The developers of ChatGPT, OpenAI, are working on a top-secret AI project called “Strawberry” that is aimed at greatly improving AI reasoning capabilities and could result in advances in autonomous research and problem-solving.
Although specifics are being kept under wraps, Reuters has discovered through internal documents and sources that Strawberry uses a unique method of processing and training AI models to accomplish tasks that have eluded previous systems.
In contrast to existing models that mostly concentrate on producing text-based responses, Strawberry seeks to give AI the capacity to “plan ” and independently traverse the internet in order to carry out “deep research,” as described by OpenAI. Given that it necessitates a deeper comprehension of context, reasoning, and multi-step problem-solving, this is a big advancement.

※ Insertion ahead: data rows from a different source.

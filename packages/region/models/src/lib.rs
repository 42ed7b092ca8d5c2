#![cfg_attr(feature = "fail-on-warnings", deny(warnings))]
#![warn(clippy::all, clippy::pedantic, clippy::nursery, clippy::cargo)]
#![allow(clippy::multiple_crate_versions, clippy::cargo_common_metadata)]

//! Ward region boundary and coordinate types.
//!
//! A [`Region`] is one named geographic subdivision (a municipal ward) with
//! a fixed boundary. Regions are immutable once loaded; the only derived
//! value, the centroid, is computed on first access and cached.

use std::sync::OnceLock;

use geo::{Coord, MultiPolygon};
use serde::{Deserialize, Serialize};

/// A WGS84 coordinate pair.
#[derive(Debug, Clone, Copy, PartialEq, Serialize, Deserialize)]
pub struct LatLon {
    /// Latitude in degrees.
    pub lat: f64,
    /// Longitude in degrees.
    pub lon: f64,
}

impl LatLon {
    /// Creates a coordinate pair.
    #[must_use]
    pub const fn new(lat: f64, lon: f64) -> Self {
        Self { lat, lon }
    }

    /// Returns `true` if both components are finite and within the valid
    /// latitude/longitude ranges.
    #[must_use]
    pub fn is_valid(&self) -> bool {
        self.lat.is_finite()
            && self.lon.is_finite()
            && (-90.0..=90.0).contains(&self.lat)
            && (-180.0..=180.0).contains(&self.lon)
    }
}

impl std::fmt::Display for LatLon {
    fn fmt(&self, f: &mut std::fmt::Formatter<'_>) -> std::fmt::Result {
        write!(f, "{:.4}, {:.4}", self.lat, self.lon)
    }
}

/// Normalizes a ward code for lookups and comparisons.
///
/// The prediction backend upper-cases codes (`"h/e"` and `"H/E"` name the
/// same ward), so every code entering the system goes through here.
#[must_use]
pub fn normalize_code(code: &str) -> String {
    code.trim().to_uppercase()
}

/// A geographic region (ward) with its boundary.
#[derive(Debug, Clone)]
pub struct Region {
    code: String,
    name: String,
    geometry: MultiPolygon<f64>,
    centroid: OnceLock<LatLon>,
}

impl Region {
    /// Creates a region. The code is normalized with [`normalize_code`].
    #[must_use]
    pub fn new(code: &str, name: impl Into<String>, geometry: MultiPolygon<f64>) -> Self {
        Self {
            code: normalize_code(code),
            name: name.into(),
            geometry,
            centroid: OnceLock::new(),
        }
    }

    /// Stable ward code (e.g. `"H/E"`).
    #[must_use]
    pub fn code(&self) -> &str {
        &self.code
    }

    /// Human-readable ward name (e.g. `"Bandra East"`).
    #[must_use]
    pub fn name(&self) -> &str {
        &self.name
    }

    /// Boundary geometry (x = longitude, y = latitude).
    #[must_use]
    pub const fn geometry(&self) -> &MultiPolygon<f64> {
        &self.geometry
    }

    /// Arithmetic mean of the outer ring's distinct vertices.
    ///
    /// This is not the area-weighted polygon centroid. The closing vertex
    /// of the ring (equal to the first) is counted once. Computed on first
    /// call and cached.
    pub fn centroid(&self) -> LatLon {
        *self
            .centroid
            .get_or_init(|| ring_vertex_mean(outer_ring(&self.geometry)))
    }
}

/// Returns the coordinates of the first polygon's exterior ring.
fn outer_ring(geometry: &MultiPolygon<f64>) -> &[Coord<f64>] {
    match geometry.0.first() {
        Some(polygon) => &polygon.exterior().0,
        None => &[],
    }
}

#[allow(clippy::cast_precision_loss)]
fn ring_vertex_mean(ring: &[Coord<f64>]) -> LatLon {
    let vertices = match ring {
        [first, .., last] if first == last => &ring[..ring.len() - 1],
        _ => ring,
    };

    if vertices.is_empty() {
        return LatLon::new(0.0, 0.0);
    }

    let (sum_x, sum_y) = vertices
        .iter()
        .fold((0.0, 0.0), |(x, y), c| (x + c.x, y + c.y));
    let n = vertices.len() as f64;

    LatLon::new(sum_y / n, sum_x / n)
}

#[cfg(test)]
mod tests {
    use geo::{LineString, Polygon};

    use super::*;

    fn square() -> MultiPolygon<f64> {
        MultiPolygon(vec![Polygon::new(
            LineString::from(vec![
                (72.0, 19.0),
                (73.0, 19.0),
                (73.0, 20.0),
                (72.0, 20.0),
                (72.0, 19.0),
            ]),
            vec![],
        )])
    }

    #[test]
    fn centroid_is_mean_of_distinct_outer_vertices() {
        let region = Region::new("h/e", "Bandra East", square());
        let c = region.centroid();
        assert!((c.lat - 19.5).abs() < f64::EPSILON);
        assert!((c.lon - 72.5).abs() < f64::EPSILON);
    }

    #[test]
    fn centroid_is_cached() {
        let region = Region::new("A", "Colaba", square());
        assert_eq!(region.centroid(), region.centroid());
    }

    #[test]
    fn empty_geometry_centroid_is_origin() {
        let region = Region::new("X", "Nowhere", MultiPolygon(vec![]));
        assert_eq!(region.centroid(), LatLon::new(0.0, 0.0));
    }

    #[test]
    fn codes_are_normalized() {
        let region = Region::new("  k/w ", "Andheri West", square());
        assert_eq!(region.code(), "K/W");
        assert_eq!(normalize_code("r/c"), "R/C");
    }

    #[test]
    fn lat_lon_validity() {
        assert!(LatLon::new(19.07, 72.87).is_valid());
        assert!(!LatLon::new(91.0, 0.0).is_valid());
        assert!(!LatLon::new(0.0, f64::NAN).is_valid());
    }
}
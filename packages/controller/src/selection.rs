//! The selection state machine.
//!
//! Every transition is a synchronous method call that runs to completion,
//! so no observer can see a half-applied transition. Request ids are
//! monotonic and only the most recently issued one may commit; anything
//! else is stale and is dropped without touching state.

use std::collections::BTreeMap;

use chrono::{TimeDelta, Utc};
use flood_map_api::ApiError;
use flood_map_api_models::{BatchPredictions, HealthStatus, WeatherReading};
use flood_map_region::RegionError;
use flood_map_region_models::normalize_code;
use flood_map_risk_models::{RawPrediction, RiskSummary};

use crate::notification::{NotificationCenter, NotificationLevel};
use crate::state::{AppRiskState, SelectionPhase, SelectionState};

/// Permission to fetch one region, handed out by
/// [`SelectionController::select`].
#[derive(Debug, Clone, PartialEq, Eq)]
pub struct FetchTicket {
    /// Normalized region code.
    pub region: String,
    /// Request id the result must be reported under.
    pub request_id: u64,
}

/// Marks a bulk load with the last request id issued before it started.
#[derive(Debug, Clone, Copy, PartialEq, Eq)]
pub struct BulkTicket {
    issued_after: u64,
}

/// What happened to a reported fetch result.
#[derive(Debug, Clone, Copy, PartialEq, Eq)]
pub enum FetchOutcome {
    /// The result was current and the state was updated.
    Committed,
    /// The failure was current; the error was surfaced, nothing committed.
    Failed,
    /// A newer selection superseded the request; nothing changed.
    Stale,
}

/// Owns [`SelectionState`] and [`AppRiskState`]; the only writer of both.
#[derive(Debug, Clone, Default)]
pub struct SelectionController {
    selection: SelectionState,
    phase: SelectionPhase,
    risk: AppRiskState,
    notifications: NotificationCenter,
    last_request_id: u64,
    /// Request id (or bulk marker) behind each region's committed entry.
    committed_by: BTreeMap<String, u64>,
}

impl SelectionController {
    /// Creates a controller whose notifications live for `notification_ttl`.
    #[must_use]
    pub fn new(notification_ttl: TimeDelta) -> Self {
        Self {
            notifications: NotificationCenter::new(notification_ttl),
            ..Self::default()
        }
    }

    /// Current selection.
    #[must_use]
    pub const fn selection(&self) -> &SelectionState {
        &self.selection
    }

    /// Current phase.
    #[must_use]
    pub const fn phase(&self) -> &SelectionPhase {
        &self.phase
    }

    /// Committed risk state.
    #[must_use]
    pub const fn risk(&self) -> &AppRiskState {
        &self.risk
    }

    /// Aggregate statistics over the committed risk state.
    #[must_use]
    pub fn summary(&self) -> RiskSummary {
        self.risk.summary()
    }

    /// User notifications.
    #[must_use]
    pub const fn notifications(&self) -> &NotificationCenter {
        &self.notifications
    }

    /// Mutable access for dismissing and expiring notifications.
    pub const fn notifications_mut(&mut self) -> &mut NotificationCenter {
        &mut self.notifications
    }

    /// Selects `region` from any phase. The returned ticket carries the
    /// only request id that can commit until the next selection.
    pub fn select(&mut self, region: &str) -> FetchTicket {
        let region = normalize_code(region);
        self.last_request_id += 1;
        let request_id = self.last_request_id;

        self.selection = SelectionState {
            selected_region: Some(region.clone()),
            pending_request_id: Some(request_id),
            loading: true,
        };
        self.phase = SelectionPhase::Selecting {
            region: region.clone(),
            request_id,
        };

        log::debug!("select {region} as request #{request_id}");

        FetchTicket { region, request_id }
    }

    /// Re-selects the current region. No-op with no selection.
    pub fn retry(&mut self) -> Option<FetchTicket> {
        let region = self.selection.selected_region.clone()?;
        Some(self.select(&region))
    }

    /// Periodic refresh: re-selects the current region once it has
    /// settled. Ignored while loading or with no selection.
    pub fn on_refresh_tick(&mut self) -> Option<FetchTicket> {
        match &self.phase {
            SelectionPhase::Settled { region } if !self.selection.loading => {
                let region = region.clone();
                Some(self.select(&region))
            }
            _ => None,
        }
    }

    /// Reports a successful fetch. `weather` is stored when present.
    pub fn on_fetch_success(
        &mut self,
        ticket: &FetchTicket,
        raw: &RawPrediction,
        weather: Option<WeatherReading>,
    ) -> FetchOutcome {
        if !self.is_current(ticket) {
            return FetchOutcome::Stale;
        }

        let prediction = flood_map_risk::normalize(raw);
        log::info!(
            "commit {} (request #{}): {} at {:.0}%",
            ticket.region,
            ticket.request_id,
            prediction.risk_category,
            prediction.flood_probability * 100.0,
        );

        self.risk.commit(&ticket.region, prediction);
        if let Some(reading) = weather {
            self.risk.commit_weather(&ticket.region, reading);
        }
        self.committed_by
            .insert(ticket.region.clone(), ticket.request_id);
        self.settle(&ticket.region);

        FetchOutcome::Committed
    }

    /// Reports a failed fetch. A current failure is surfaced as an error
    /// notification and leaves the committed state untouched.
    pub fn on_fetch_failure(&mut self, ticket: &FetchTicket, error: &ApiError) -> FetchOutcome {
        if !self.is_current(ticket) {
            return FetchOutcome::Stale;
        }

        let message = if error.is_user_retryable() {
            format!("{} Choose Retry to try again.", error.user_message())
        } else {
            error.user_message()
        };
        self.notifications
            .raise(NotificationLevel::Error, message, Utc::now());
        self.settle(&ticket.region);

        FetchOutcome::Failed
    }

    /// Startup gate. Returns whether bulk predictions should be loaded.
    ///
    /// The all-wards endpoint needs both the models and the live weather
    /// service; single-ward predictions only need the models.
    pub fn on_health(&mut self, health: &HealthStatus) -> bool {
        if health.models_loaded {
            if health.weather_service {
                return true;
            }
            self.notifications.raise(
                NotificationLevel::Warning,
                "Live weather service is unavailable. Wards are analyzed one at a time \
                 with fallback conditions.",
                Utc::now(),
            );
            return false;
        }

        self.notifications.raise(
            NotificationLevel::Info,
            "Prediction models are not loaded yet. Run `flood_map retrain` or select a ward \
             once training has finished.",
            Utc::now(),
        );
        false
    }

    /// Reports a failed health check.
    pub fn on_health_failure(&mut self, error: &ApiError) {
        self.notifications
            .raise(NotificationLevel::Warning, error.user_message(), Utc::now());
    }

    /// Reports a failed boundary load. The session carries on without
    /// ward outlines.
    pub fn on_boundary_failure(&mut self, error: &RegionError) {
        self.notifications.raise(
            NotificationLevel::Warning,
            format!("{error}. The map is shown without ward boundaries; enter ward codes instead."),
            Utc::now(),
        );
    }

    /// Starts a bulk load.
    #[must_use]
    pub const fn begin_bulk_load(&self) -> BulkTicket {
        BulkTicket {
            issued_after: self.last_request_id,
        }
    }

    /// Commits a bulk load. Regions whose entry came from a selection
    /// issued after the bulk load started keep that entry. Returns the
    /// number of regions committed.
    pub fn commit_bulk(&mut self, ticket: BulkTicket, batch: &BatchPredictions) -> usize {
        let mut committed = 0;

        for raw in &batch.predictions {
            let Some(code) = raw.ward_code() else {
                log::warn!("bulk prediction without a ward code skipped");
                continue;
            };

            if self
                .committed_by
                .get(&code)
                .is_some_and(|&id| id > ticket.issued_after)
            {
                log::debug!("bulk entry for {code} skipped: newer selection already committed");
                continue;
            }

            self.risk.commit(&code, flood_map_risk::normalize(raw));
            self.committed_by.insert(code, ticket.issued_after);
            committed += 1;
        }

        log::info!("bulk load committed {committed} of {} regions", batch.predictions.len());
        committed
    }

    /// Reports a failed bulk load.
    pub fn on_bulk_failure(&mut self, error: &ApiError) {
        self.notifications
            .raise(NotificationLevel::Warning, error.user_message(), Utc::now());
    }

    fn is_current(&self, ticket: &FetchTicket) -> bool {
        let current = self.selection.pending_request_id == Some(ticket.request_id)
            && self.selection.is_selected(&ticket.region);

        if !current {
            log::debug!(
                "discard stale result for {} (request #{}, current {:?})",
                ticket.region,
                ticket.request_id,
                self.selection.pending_request_id,
            );
        }

        current
    }

    fn settle(&mut self, region: &str) {
        self.selection.pending_request_id = None;
        self.selection.loading = false;
        self.phase = SelectionPhase::Settled {
            region: region.to_string(),
        };
    }
}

The industry is focused on developing AI that can think at the human level; Google, Microsoft, and Meta are just a few of the companies investigating different approaches. Achieving this breakthrough, according to experts, might open up new possibilities for AI, including the ability to drive scientific discoveries, create intricate software, and take on problems that presently require human intuition and forethought.
“We want our AI models to see and understand the world more like we do,” an OpenAI spokeswoman told Reuters, despite the company not having publicly verified any details regarding Strawberry. In the industry, it is customary to conduct ongoing research into new AI capabilities, with the shared expectation that these systems will eventually become more intelligent.”
Strawberry seems to be a development of an earlier OpenAI project called Q*, which caused enthusiasm within because of its capacity for sophisticated reasoning. Witnesses to Q* demonstrations claimed that the technology could tackle intricate maths and science issues better than any commercial AI currently on the market.
Although the precise workings are yet unknown, insiders speculate that Strawberry uses a unique type of “post-training,” which is the process of fine-tuning AI models after they have been trained on enormous datasets. Finding the AI’s reasoning skills requires this post-training step, which may involve methods like “fine-tuning” and self-generated training data.